The above mentioned implies, that the _standard_ install procedure doesn't include the --modules argument to grub-install command, hoping that it will figure out the fitting defaults. And so it does, as it all works fine on my other HDD with no 4k alignment.

Finally, the possibility of creating separate core.img files including the needed modules is a good thing if one needs some rescue media, useful for various cases including even EFI/UEFI systems, along with the more common PCs. They can reside in the grub2 boot directory of such media and every such core.img file can be booted as a multiboot kernel using the grub shell multiboot command:

```
multiboot /path/to/core.img
```
HERE is a good thorough guide to grub2 usage, it also explains how to create core.img without embedding it onto your HDD partition.

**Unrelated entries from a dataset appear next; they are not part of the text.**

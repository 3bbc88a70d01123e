/// Comparison folders (premium)
///
/// # Endpoints
///
/// - `GET /api/comparison-folders` - List folders with comparison counts
/// - `POST /api/comparison-folders` - Create a folder
/// - `DELETE /api/comparison-folders?id=` - Delete a folder, keeping its comparisons

use crate::{
    app::AppState,
    error::{ApiError, ApiResult},
    routes::{non_blank, require_premium, required},
};
use axum::{
    extract::{Query, State},
    Extension, Json,
};
use collegecomps_shared::{auth::middleware::AuthContext, models::comparison_folder::ComparisonFolder};
use serde::Deserialize;
use serde_json::{json, Value};

#[derive(Debug, Deserialize)]
pub struct CreateFolderRequest {
    pub name: Option<String>,
    /// Hex colour, `#3B82F6` when omitted
    pub color: Option<String>,
}

#[derive(Debug, Deserialize)]
pub struct FolderQuery {
    pub id: Option<i64>,
}

/// `#RRGGBB`, the form the colour picker sends
fn is_hex_color(value: &str) -> bool {
    let Some(hex) = value.strip_prefix('#') else {
        return false;
    };
    hex.len() == 6 && hex.chars().all(|c| c.is_ascii_hexdigit())
}

pub async fn list_folders(
    State(state): State<AppState>,
    Extension(auth): Extension<AuthContext>,
) -> ApiResult<Json<Value>> {
    require_premium(&auth, "Folders")?;

    let folders = ComparisonFolder::list_with_counts(&state.db, auth.user_id).await?;
    Ok(Json(json!({ "folders": folders })))
}

pub async fn create_folder(
    State(state): State<AppState>,
    Extension(auth): Extension<AuthContext>,
    Json(req): Json<CreateFolderRequest>,
) -> ApiResult<Json<Value>> {
    require_premium(&auth, "Folders")?;

    let name = required(&req.name, "Folder name is required")?;

    let color = non_blank(&req.color);
    if let Some(color) = color {
        if !is_hex_color(color) {
            return Err(ApiError::BadRequest("Invalid folder color".to_string()));
        }
    }

    let folder = ComparisonFolder::create(&state.db, auth.user_id, name, color).await?;

    Ok(Json(json!({
        "id": folder.id,
        "color": folder.color,
        "message": "Folder created successfully",
    })))
}

/// Delete a folder; its comparisons move back to the top level
pub async fn delete_folder(
    State(state): State<AppState>,
    Extension(auth): Extension<AuthContext>,
    Query(query): Query<FolderQuery>,
) -> ApiResult<Json<Value>> {
    require_premium(&auth, "Folders")?;

    let id = query
        .id
        .ok_or_else(|| ApiError::BadRequest("Folder ID is required".to_string()))?;

    if !ComparisonFolder::delete_for_user(&state.db, id, auth.user_id).await? {
        return Err(ApiError::NotFound("Folder not found".to_string()));
    }

    Ok(Json(json!({ "message": "Folder deleted successfully" })))
}

#[cfg(test)]
mod tests {
    use super::*;

    #[test]
    fn test_is_hex_color() {
        assert!(is_hex_color("#3B82F6"));
        assert!(is_hex_color("#a1b2c3"));
        assert!(!is_hex_color("#fff"));
        assert!(!is_hex_color("3B82F6"));
        assert!(!is_hex_color("#3B82F"));
        assert!(!is_hex_color("#GGGGGG"));
    }
}
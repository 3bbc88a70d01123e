/// Stripe billing
///
/// # Endpoints
///
/// - `POST /api/stripe/checkout` - Start a premium checkout session
/// - `POST /api/stripe/portal` - Open the customer billing portal
/// - `POST /api/stripe/webhook` - Stripe event receiver (signature checked, no session)
///
/// The webhook is the only writer of subscription state. Checkout and the
/// portal only hand the browser a Stripe URL.

use crate::{
    app::AppState,
    error::{ApiError, ApiResult},
    routes::non_blank,
};
use axum::{extract::State, http::HeaderMap, Extension, Json};
use collegecomps_shared::{
    auth::middleware::AuthContext,
    billing::{
        webhook::{parse_event, verify_signature, WebhookEvent},
        BillingCycle, CheckoutRequest, StripeClient,
    },
    models::user::{SubscriptionUpdate, User},
};
use serde::{Deserialize, Serialize};
use serde_json::{json, Value};

#[derive(Debug, Deserialize)]
#[serde(rename_all = "camelCase")]
pub struct CheckoutBody {
    pub tier: Option<String>,
    pub billing_cycle: Option<String>,
}

#[derive(Debug, Serialize)]
#[serde(rename_all = "camelCase")]
pub struct CheckoutResponse {
    pub session_id: String,
    pub url: Option<String>,
}

fn stripe_client(state: &AppState) -> ApiResult<&StripeClient> {
    state
        .stripe
        .as_ref()
        .ok_or_else(|| ApiError::ServiceUnavailable("Stripe not configured".to_string()))
}

/// Start a checkout session for the premium plan
///
/// # Errors
///
/// - `400 Bad Request`: Tier other than `premium`, or unknown billing cycle
/// - `503 Service Unavailable`: Stripe keys not configured
pub async fn checkout(
    State(state): State<AppState>,
    Extension(auth): Extension<AuthContext>,
    Json(body): Json<CheckoutBody>,
) -> ApiResult<Json<CheckoutResponse>> {
    let invalid = || ApiError::BadRequest("Invalid subscription tier or billing cycle".to_string());

    let tier = non_blank(&body.tier).ok_or_else(invalid)?;
    if tier != "premium" {
        return Err(invalid());
    }
    let cycle = non_blank(&body.billing_cycle)
        .and_then(BillingCycle::parse)
        .ok_or_else(invalid)?;

    let client = stripe_client(&state)?;
    let price_id = state.prices.premium_price(cycle)?;
    let base = state.config.api.base_url.trim_end_matches('/');

    let session = client
        .create_checkout_session(&CheckoutRequest {
            price_id,
            customer_email: &auth.email,
            user_id: auth.user_id,
            tier,
            cycle,
            success_url: format!("{}/subscription?success=true", base),
            cancel_url: format!("{}/pricing?canceled=true", base),
        })
        .await?;

    tracing::info!(user_id = auth.user_id, %cycle, session_id = %session.id, "Checkout session created");

    Ok(Json(CheckoutResponse {
        session_id: session.id,
        url: session.url,
    }))
}

/// Open the billing portal for the caller's Stripe customer
pub async fn portal(
    State(state): State<AppState>,
    Extension(auth): Extension<AuthContext>,
) -> ApiResult<Json<Value>> {
    let client = stripe_client(&state)?;

    let customer_id = User::find_by_id(&state.db, auth.user_id)
        .await?
        .and_then(|user| user.stripe_customer_id)
        .filter(|id| !id.trim().is_empty())
        .ok_or_else(|| ApiError::NotFound("No active subscription found".to_string()))?;

    let return_url = format!("{}/subscription", state.config.api.base_url.trim_end_matches('/'));
    let session = client.create_portal_session(&customer_id, &return_url).await?;

    Ok(Json(json!({ "url": session.url })))
}

/// Stripe webhook receiver
///
/// The raw body is needed for signature verification, so it is taken as a
/// `String` rather than `Json`.
///
/// # Errors
///
/// - `400 Bad Request`: Missing or invalid `Stripe-Signature`, or undecodable payload
/// - `503 Service Unavailable`: Webhook secret not configured
pub async fn webhook(
    State(state): State<AppState>,
    headers: HeaderMap,
    body: String,
) -> ApiResult<Json<Value>> {
    let signature = headers
        .get("stripe-signature")
        .and_then(|v| v.to_str().ok())
        .ok_or_else(|| ApiError::BadRequest("Missing stripe-signature header".to_string()))?;

    let secret = state
        .config
        .stripe
        .webhook_secret
        .as_deref()
        .filter(|s| !s.is_empty())
        .ok_or_else(|| ApiError::ServiceUnavailable("Webhook secret not configured".to_string()))?;

    verify_signature(&body, signature, secret).map_err(|e| {
        tracing::warn!(error = %e, "Rejected Stripe webhook");
        ApiError::from(e)
    })?;

    match parse_event(&body)? {
        WebhookEvent::CheckoutCompleted(session) => {
            let Some(user_id) = session.user_id() else {
                tracing::warn!(session_id = %session.id, "Checkout session without userId metadata");
                return Ok(Json(json!({ "received": true })));
            };

            User::update_subscription(
                &state.db,
                user_id,
                SubscriptionUpdate {
                    tier: session.tier().to_string(),
                    status: "active".to_string(),
                    expires_at: None,
                    stripe_customer_id: session.customer.clone(),
                },
            )
            .await?;

            tracing::info!(user_id, tier = session.tier(), "Checkout completed");
        }
        WebhookEvent::SubscriptionChanged(subscription) => {
            match User::find_by_stripe_customer(&state.db, &subscription.customer).await? {
                Some(user) => {
                    let next = subscription.state();
                    User::update_subscription(
                        &state.db,
                        user.id,
                        SubscriptionUpdate {
                            tier: next.tier.to_string(),
                            status: next.status.clone(),
                            expires_at: next.expires_at,
                            stripe_customer_id: None,
                        },
                    )
                    .await?;

                    tracing::info!(
                        user_id = user.id,
                        tier = next.tier,
                        status = %next.status,
                        expires_at = ?next.expires_at,
                        "Subscription updated"
                    );
                }
                None => {
                    tracing::warn!(customer = %subscription.customer, "Subscription event for unknown customer");
                }
            }
        }
        WebhookEvent::SubscriptionDeleted(subscription) => {
            match User::find_by_stripe_customer(&state.db, &subscription.customer).await? {
                Some(user) => {
                    User::update_subscription(
                        &state.db,
                        user.id,
                        SubscriptionUpdate {
                            tier: "free".to_string(),
                            status: "expired".to_string(),
                            expires_at: None,
                            stripe_customer_id: None,
                        },
                    )
                    .await?;

                    tracing::info!(user_id = user.id, "Subscription ended");
                }
                None => {
                    tracing::warn!(customer = %subscription.customer, "Deletion event for unknown customer");
                }
            }
        }
        WebhookEvent::Other(event_type) => {
            tracing::debug!(%event_type, "Ignoring Stripe event");
        }
    }

    Ok(Json(json!({ "received": true })))
}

Thanks to the Archlinux guys for their useful documentation


----------



## free-and-bsd (Apr 27, 2014)

OK, there is finally this small problem with grub-mkconfig: for some reasons it tries to look for zpool.cache in /boot/kernel/zfs instead of /boot/zfs , then complains it is not found there.

Besides, the generated grub.cfg file is every now and then polluted by the following lines:

```
insmod zfs
if [ x$feature_platform_search_hint = xy ]; then
  search --no-floppy --fs-uuid --set=root  46464c03259a8cb0
else
  search --no-floppy --fs-uuid --set=root 46464c03259a8cb0
fi
```
which MAY BE , if ever, needed at the beginning of a menuentry, but now every few lines. 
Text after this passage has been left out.